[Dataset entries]
^^^^
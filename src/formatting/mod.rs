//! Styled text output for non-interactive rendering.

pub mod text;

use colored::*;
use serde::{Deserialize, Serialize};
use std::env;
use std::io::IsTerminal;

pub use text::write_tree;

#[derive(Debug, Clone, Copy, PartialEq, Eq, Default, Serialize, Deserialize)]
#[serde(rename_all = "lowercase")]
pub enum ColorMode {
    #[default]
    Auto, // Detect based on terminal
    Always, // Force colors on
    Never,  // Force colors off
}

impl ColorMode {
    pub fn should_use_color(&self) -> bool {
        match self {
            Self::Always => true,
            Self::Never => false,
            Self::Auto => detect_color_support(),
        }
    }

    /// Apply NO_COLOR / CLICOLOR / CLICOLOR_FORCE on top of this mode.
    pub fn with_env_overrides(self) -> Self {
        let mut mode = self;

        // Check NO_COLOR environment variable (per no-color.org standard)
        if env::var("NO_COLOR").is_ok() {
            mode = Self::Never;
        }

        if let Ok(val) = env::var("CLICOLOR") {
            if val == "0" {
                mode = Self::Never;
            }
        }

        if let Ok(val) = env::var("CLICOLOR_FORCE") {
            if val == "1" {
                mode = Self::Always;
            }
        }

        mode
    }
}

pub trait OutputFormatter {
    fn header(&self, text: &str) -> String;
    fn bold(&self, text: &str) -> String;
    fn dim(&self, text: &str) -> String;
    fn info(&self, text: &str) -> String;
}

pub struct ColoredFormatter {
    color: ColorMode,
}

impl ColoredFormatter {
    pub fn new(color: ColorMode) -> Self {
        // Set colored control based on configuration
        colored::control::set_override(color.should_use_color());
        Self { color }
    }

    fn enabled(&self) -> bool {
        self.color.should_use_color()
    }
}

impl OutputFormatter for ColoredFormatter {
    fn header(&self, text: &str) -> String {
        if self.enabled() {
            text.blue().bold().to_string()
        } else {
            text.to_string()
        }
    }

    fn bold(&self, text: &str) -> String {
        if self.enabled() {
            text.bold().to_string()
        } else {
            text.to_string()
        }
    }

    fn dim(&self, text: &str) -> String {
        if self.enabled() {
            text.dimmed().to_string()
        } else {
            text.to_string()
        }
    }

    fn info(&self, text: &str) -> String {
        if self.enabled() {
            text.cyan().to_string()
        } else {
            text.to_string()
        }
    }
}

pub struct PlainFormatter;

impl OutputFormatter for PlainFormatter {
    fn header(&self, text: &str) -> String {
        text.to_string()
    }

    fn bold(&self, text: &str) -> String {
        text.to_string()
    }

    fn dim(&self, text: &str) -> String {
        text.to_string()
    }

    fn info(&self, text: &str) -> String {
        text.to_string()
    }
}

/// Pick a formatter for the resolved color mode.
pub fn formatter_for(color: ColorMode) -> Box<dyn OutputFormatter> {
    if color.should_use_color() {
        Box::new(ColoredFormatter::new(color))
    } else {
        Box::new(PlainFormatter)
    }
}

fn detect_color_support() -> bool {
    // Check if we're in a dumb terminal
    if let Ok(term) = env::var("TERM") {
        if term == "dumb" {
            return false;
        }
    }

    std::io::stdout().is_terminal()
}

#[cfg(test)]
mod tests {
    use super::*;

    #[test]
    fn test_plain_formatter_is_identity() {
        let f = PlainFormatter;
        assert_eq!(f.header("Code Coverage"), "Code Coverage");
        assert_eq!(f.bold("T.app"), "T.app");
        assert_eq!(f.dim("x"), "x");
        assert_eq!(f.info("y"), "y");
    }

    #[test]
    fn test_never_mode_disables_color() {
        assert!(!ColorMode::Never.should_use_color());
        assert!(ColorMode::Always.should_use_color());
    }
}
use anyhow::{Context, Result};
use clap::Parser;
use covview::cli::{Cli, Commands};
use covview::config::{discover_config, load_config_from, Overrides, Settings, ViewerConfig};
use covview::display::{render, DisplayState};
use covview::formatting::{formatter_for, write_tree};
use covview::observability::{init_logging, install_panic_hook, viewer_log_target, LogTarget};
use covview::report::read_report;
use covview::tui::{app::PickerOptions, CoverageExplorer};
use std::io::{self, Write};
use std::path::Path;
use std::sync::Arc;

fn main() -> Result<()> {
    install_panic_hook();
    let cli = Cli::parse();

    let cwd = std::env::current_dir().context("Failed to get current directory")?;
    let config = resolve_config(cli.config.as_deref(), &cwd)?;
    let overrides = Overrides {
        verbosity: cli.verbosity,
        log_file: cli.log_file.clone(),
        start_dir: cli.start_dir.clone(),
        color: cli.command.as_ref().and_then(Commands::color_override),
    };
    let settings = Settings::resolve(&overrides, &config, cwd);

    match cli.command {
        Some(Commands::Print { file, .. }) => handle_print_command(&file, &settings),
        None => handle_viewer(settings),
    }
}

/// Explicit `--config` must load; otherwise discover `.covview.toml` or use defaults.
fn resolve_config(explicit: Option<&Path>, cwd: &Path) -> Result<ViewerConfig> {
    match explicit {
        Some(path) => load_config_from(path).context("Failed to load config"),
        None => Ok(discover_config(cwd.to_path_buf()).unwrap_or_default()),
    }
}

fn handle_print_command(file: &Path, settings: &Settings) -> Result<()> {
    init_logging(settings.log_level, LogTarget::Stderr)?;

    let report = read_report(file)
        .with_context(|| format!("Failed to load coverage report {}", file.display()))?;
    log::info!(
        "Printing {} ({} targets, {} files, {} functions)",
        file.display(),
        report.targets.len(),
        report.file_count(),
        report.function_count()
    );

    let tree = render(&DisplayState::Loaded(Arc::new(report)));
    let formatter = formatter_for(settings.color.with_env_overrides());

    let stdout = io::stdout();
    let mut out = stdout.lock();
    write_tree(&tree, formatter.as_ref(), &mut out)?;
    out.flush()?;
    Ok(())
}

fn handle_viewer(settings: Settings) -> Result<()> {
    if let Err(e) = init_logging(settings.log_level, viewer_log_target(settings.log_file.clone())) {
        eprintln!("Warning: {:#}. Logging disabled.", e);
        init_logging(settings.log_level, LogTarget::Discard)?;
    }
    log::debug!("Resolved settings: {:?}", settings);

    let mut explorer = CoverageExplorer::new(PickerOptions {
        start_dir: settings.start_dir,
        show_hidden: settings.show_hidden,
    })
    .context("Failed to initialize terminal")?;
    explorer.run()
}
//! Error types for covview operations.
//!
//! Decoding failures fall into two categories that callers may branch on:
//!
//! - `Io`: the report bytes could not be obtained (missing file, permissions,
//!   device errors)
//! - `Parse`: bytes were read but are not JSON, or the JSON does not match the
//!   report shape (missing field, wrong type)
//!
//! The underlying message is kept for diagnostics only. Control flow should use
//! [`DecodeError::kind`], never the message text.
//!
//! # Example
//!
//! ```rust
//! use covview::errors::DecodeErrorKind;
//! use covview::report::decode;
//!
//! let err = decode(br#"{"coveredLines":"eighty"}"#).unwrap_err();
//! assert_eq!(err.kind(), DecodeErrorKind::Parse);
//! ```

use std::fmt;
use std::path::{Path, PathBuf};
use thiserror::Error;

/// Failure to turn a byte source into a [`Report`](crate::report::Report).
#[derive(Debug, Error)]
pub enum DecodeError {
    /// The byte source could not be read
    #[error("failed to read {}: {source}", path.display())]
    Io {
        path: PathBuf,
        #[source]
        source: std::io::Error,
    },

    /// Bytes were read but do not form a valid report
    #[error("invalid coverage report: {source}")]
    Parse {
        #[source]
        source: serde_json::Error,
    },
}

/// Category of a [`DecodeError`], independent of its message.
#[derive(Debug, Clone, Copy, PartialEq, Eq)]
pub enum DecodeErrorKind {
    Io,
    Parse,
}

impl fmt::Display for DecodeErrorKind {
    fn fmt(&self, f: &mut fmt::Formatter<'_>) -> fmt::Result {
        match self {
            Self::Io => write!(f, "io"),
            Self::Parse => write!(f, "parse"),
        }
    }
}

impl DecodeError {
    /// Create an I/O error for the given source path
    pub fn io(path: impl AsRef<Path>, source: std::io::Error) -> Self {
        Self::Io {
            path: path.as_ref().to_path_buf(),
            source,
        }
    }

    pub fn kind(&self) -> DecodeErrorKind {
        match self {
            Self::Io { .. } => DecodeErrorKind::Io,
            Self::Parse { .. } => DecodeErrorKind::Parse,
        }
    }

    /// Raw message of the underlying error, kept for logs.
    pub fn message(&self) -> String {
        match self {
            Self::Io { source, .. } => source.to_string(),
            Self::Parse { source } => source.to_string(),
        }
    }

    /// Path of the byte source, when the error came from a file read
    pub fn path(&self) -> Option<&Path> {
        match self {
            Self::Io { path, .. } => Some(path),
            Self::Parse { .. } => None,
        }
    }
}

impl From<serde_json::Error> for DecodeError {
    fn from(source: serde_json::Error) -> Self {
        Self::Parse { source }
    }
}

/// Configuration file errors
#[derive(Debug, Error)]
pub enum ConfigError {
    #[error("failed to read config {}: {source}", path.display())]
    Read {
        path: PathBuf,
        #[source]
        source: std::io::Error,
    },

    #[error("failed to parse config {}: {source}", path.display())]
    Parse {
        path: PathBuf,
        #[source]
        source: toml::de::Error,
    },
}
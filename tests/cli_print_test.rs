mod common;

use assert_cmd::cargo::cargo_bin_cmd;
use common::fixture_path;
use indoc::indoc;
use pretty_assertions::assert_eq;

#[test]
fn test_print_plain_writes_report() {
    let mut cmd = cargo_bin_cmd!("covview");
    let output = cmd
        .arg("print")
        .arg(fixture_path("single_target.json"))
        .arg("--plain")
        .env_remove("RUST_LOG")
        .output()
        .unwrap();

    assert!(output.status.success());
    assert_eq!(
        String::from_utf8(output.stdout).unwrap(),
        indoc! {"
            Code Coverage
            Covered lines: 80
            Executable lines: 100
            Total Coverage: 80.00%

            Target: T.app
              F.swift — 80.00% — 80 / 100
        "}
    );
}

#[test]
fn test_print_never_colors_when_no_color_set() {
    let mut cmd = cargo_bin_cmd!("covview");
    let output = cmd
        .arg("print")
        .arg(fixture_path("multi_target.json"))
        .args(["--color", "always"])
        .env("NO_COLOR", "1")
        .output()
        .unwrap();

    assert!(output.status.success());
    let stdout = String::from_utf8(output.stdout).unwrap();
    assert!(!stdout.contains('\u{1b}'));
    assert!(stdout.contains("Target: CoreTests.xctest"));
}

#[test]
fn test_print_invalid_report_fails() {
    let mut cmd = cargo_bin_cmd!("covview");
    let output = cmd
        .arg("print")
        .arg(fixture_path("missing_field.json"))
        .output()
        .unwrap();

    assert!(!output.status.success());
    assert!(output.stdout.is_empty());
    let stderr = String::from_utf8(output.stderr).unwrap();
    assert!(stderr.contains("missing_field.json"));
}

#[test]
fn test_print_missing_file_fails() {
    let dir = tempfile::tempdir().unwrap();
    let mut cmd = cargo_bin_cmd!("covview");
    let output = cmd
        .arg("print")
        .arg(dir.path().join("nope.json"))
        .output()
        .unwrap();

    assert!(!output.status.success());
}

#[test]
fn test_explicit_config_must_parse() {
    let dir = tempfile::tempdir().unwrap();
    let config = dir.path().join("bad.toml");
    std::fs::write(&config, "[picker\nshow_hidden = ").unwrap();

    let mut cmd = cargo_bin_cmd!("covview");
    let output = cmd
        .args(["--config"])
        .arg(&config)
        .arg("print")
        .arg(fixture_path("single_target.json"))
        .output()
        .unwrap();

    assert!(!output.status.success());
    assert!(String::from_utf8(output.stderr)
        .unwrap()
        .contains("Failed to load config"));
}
^^^^
Required action
Please write out exactly the lines from the start of the data through the line that contains "pub use text::write_tree;", both ends included, and nothing else.

Written reply
filename src/formatting/mod.rs
//! Styled text output for non-interactive rendering.

pub mod text;

use colored::*;
use serde::{Deserialize, Serialize};
use std::env;
use std::io::IsTerminal;

pub use text::write_tree;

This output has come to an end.